■ **WORK ITEM**
Go through the data and copy each line where the string "start" appears.

■ **RECORDS FOR THE EXERCISE**
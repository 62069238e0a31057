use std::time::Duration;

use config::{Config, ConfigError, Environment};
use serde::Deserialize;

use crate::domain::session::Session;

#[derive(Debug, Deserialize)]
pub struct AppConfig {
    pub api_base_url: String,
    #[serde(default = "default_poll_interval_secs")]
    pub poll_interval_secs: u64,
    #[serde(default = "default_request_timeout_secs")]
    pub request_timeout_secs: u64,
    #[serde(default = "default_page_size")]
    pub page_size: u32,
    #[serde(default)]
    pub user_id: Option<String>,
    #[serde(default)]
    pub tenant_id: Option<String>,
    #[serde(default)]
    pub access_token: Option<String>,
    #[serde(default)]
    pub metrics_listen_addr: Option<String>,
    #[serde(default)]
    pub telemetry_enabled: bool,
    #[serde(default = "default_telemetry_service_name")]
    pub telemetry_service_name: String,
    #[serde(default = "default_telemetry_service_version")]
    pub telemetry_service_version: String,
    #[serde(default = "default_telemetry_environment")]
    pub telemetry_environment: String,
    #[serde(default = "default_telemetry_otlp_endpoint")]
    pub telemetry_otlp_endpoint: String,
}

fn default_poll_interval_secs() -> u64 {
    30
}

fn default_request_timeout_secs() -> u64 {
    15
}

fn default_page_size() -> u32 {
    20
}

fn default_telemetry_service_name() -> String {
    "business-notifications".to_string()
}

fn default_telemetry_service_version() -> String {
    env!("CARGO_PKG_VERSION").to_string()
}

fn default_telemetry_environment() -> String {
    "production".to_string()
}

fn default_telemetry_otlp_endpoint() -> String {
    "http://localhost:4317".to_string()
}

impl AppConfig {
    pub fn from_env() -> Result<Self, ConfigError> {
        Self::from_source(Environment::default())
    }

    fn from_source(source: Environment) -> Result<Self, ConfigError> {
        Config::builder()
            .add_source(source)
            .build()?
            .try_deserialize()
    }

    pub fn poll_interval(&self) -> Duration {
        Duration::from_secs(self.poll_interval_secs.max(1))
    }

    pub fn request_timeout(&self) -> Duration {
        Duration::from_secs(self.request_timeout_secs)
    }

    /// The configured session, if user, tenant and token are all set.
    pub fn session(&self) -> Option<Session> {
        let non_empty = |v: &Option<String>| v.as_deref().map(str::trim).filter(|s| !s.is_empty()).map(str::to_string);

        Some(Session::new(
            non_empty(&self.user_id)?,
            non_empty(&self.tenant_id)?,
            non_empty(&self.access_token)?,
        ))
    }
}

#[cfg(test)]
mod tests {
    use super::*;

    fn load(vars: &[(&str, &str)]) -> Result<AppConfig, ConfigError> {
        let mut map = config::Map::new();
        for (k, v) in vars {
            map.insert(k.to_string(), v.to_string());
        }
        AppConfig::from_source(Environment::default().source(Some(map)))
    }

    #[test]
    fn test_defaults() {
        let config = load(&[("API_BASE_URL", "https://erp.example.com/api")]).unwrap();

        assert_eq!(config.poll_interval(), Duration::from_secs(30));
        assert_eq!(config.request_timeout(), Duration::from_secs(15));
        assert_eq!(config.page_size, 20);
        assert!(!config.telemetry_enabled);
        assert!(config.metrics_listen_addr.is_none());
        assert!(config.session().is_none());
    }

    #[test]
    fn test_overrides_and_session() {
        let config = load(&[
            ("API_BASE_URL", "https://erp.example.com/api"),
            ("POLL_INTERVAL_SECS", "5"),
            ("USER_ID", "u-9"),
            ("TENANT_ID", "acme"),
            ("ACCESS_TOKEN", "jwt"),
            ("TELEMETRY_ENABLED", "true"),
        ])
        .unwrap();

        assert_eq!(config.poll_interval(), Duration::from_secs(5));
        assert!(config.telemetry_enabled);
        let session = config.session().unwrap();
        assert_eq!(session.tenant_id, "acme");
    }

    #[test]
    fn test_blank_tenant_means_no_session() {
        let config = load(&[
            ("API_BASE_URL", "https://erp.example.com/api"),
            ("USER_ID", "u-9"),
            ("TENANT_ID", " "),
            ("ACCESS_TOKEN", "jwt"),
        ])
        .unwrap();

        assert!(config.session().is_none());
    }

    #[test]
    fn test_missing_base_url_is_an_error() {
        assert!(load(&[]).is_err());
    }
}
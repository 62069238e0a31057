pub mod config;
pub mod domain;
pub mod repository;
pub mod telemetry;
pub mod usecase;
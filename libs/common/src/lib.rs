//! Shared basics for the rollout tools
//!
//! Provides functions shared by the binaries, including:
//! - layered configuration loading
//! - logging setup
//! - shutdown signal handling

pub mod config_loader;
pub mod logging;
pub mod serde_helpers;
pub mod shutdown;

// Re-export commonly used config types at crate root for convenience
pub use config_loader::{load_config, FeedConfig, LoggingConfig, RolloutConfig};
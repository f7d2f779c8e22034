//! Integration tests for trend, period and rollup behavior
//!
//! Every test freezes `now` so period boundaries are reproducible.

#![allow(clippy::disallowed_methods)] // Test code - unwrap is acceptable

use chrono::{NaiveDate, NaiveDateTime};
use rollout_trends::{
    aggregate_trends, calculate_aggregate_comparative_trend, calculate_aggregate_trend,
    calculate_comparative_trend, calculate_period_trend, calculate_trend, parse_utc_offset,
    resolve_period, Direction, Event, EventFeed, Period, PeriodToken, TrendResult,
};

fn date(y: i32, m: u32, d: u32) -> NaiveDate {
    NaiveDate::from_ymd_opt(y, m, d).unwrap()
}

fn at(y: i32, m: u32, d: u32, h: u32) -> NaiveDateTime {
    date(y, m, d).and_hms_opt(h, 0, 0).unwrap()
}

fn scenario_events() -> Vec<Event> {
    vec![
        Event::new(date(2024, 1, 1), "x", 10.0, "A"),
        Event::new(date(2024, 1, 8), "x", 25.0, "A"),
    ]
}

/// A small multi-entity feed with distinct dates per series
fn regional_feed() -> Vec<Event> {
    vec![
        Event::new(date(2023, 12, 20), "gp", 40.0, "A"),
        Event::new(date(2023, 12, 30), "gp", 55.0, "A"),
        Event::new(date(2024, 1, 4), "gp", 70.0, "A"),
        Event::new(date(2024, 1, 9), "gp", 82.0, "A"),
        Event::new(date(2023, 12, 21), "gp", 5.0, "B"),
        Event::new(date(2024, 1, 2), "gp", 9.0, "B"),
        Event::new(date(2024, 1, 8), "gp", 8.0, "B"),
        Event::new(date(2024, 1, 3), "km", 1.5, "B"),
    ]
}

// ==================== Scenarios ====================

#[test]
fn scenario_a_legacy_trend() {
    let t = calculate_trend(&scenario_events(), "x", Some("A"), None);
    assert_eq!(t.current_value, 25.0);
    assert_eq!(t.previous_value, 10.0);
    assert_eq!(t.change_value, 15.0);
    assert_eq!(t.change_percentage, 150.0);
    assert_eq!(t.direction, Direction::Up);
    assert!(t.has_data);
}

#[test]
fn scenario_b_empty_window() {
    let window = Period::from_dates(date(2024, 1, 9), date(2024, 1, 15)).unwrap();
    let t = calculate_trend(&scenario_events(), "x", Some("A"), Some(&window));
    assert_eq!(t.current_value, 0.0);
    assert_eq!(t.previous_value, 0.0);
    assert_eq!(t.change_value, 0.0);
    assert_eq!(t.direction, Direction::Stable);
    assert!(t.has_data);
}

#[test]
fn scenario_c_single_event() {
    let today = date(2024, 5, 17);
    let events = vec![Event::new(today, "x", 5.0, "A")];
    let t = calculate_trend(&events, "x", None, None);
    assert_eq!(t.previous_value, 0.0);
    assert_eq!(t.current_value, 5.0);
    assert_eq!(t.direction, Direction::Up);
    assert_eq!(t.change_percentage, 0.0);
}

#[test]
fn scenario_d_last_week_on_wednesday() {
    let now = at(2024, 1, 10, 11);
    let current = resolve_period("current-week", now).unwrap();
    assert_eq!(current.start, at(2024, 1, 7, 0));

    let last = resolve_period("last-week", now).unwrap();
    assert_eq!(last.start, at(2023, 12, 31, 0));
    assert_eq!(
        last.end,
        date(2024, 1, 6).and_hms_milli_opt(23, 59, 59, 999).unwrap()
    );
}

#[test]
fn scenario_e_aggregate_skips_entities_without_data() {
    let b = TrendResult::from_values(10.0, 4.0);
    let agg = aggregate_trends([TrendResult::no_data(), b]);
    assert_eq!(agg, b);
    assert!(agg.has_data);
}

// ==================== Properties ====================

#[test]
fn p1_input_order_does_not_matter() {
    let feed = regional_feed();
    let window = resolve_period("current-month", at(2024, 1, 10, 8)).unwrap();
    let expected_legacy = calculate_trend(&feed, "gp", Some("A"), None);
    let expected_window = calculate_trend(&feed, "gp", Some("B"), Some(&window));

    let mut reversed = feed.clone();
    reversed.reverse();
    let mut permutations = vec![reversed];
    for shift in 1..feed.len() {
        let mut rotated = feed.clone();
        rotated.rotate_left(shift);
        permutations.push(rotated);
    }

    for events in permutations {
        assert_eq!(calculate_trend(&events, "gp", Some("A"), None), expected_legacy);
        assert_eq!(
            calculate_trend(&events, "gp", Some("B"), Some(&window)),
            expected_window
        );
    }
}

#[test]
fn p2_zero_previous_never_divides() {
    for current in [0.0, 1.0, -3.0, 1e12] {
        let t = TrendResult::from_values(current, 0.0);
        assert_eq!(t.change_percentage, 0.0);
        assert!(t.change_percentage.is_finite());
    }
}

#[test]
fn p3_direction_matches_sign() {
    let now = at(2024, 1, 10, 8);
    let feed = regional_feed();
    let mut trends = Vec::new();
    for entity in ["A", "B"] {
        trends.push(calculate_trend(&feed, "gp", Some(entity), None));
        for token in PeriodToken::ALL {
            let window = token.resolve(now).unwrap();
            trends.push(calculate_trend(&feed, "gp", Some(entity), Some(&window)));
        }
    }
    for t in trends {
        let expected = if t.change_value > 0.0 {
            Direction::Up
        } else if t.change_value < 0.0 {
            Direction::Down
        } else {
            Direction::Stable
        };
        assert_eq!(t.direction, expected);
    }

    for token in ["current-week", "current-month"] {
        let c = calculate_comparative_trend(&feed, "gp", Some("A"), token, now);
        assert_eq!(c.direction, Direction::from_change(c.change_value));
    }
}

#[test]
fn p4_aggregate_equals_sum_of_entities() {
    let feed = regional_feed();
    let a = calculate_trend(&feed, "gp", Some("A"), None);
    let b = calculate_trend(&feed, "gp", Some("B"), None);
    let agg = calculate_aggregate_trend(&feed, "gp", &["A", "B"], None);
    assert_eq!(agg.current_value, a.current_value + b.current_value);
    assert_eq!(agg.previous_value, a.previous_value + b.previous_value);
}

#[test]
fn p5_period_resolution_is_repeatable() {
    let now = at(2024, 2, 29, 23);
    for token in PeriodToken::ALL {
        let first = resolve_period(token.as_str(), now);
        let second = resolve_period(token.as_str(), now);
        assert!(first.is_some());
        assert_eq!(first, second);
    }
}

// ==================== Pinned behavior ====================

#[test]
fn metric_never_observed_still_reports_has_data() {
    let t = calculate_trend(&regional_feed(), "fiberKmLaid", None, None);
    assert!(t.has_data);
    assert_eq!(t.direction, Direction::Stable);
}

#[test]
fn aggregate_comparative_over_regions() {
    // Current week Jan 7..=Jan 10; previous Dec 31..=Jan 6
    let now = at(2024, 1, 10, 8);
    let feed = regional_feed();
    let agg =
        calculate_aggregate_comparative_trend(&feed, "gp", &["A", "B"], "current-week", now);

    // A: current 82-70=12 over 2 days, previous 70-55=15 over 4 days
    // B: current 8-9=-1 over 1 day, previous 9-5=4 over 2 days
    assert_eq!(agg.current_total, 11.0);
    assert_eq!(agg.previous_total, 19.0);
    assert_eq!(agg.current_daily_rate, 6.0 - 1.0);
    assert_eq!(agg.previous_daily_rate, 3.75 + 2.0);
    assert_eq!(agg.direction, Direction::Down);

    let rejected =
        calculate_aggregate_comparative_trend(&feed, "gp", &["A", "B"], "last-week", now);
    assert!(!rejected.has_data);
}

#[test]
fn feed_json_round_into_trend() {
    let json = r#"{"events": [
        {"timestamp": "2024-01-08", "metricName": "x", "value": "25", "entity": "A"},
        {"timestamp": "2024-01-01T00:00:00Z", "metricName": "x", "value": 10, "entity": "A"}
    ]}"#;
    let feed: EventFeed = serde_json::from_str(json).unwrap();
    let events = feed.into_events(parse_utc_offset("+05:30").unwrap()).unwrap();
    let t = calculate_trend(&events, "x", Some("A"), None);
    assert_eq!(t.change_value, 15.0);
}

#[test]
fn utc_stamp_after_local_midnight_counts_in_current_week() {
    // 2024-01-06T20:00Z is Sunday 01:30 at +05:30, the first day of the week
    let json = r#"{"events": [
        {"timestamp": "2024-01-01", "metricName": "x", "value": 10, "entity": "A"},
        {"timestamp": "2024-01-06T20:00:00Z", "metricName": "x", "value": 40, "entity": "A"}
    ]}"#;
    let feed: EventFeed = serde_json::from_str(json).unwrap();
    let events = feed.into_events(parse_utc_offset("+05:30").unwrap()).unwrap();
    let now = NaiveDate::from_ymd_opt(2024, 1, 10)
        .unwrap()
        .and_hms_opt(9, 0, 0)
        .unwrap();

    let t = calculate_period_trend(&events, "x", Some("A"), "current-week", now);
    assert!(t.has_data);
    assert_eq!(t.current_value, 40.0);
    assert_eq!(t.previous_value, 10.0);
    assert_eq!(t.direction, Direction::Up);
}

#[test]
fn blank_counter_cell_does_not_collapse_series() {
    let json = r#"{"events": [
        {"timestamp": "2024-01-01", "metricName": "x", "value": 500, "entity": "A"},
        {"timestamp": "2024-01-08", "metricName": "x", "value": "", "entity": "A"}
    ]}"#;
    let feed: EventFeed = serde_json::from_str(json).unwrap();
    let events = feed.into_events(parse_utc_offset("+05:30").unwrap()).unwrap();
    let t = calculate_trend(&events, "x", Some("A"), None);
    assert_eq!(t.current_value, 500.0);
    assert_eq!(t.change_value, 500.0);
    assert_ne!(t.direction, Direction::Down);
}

■ **ANSWER TO THIS EXERCISE**
    assert_eq!(current.start, at(2024, 1, 7, 0));
    assert_eq!(last.start, at(2023, 12, 31, 0));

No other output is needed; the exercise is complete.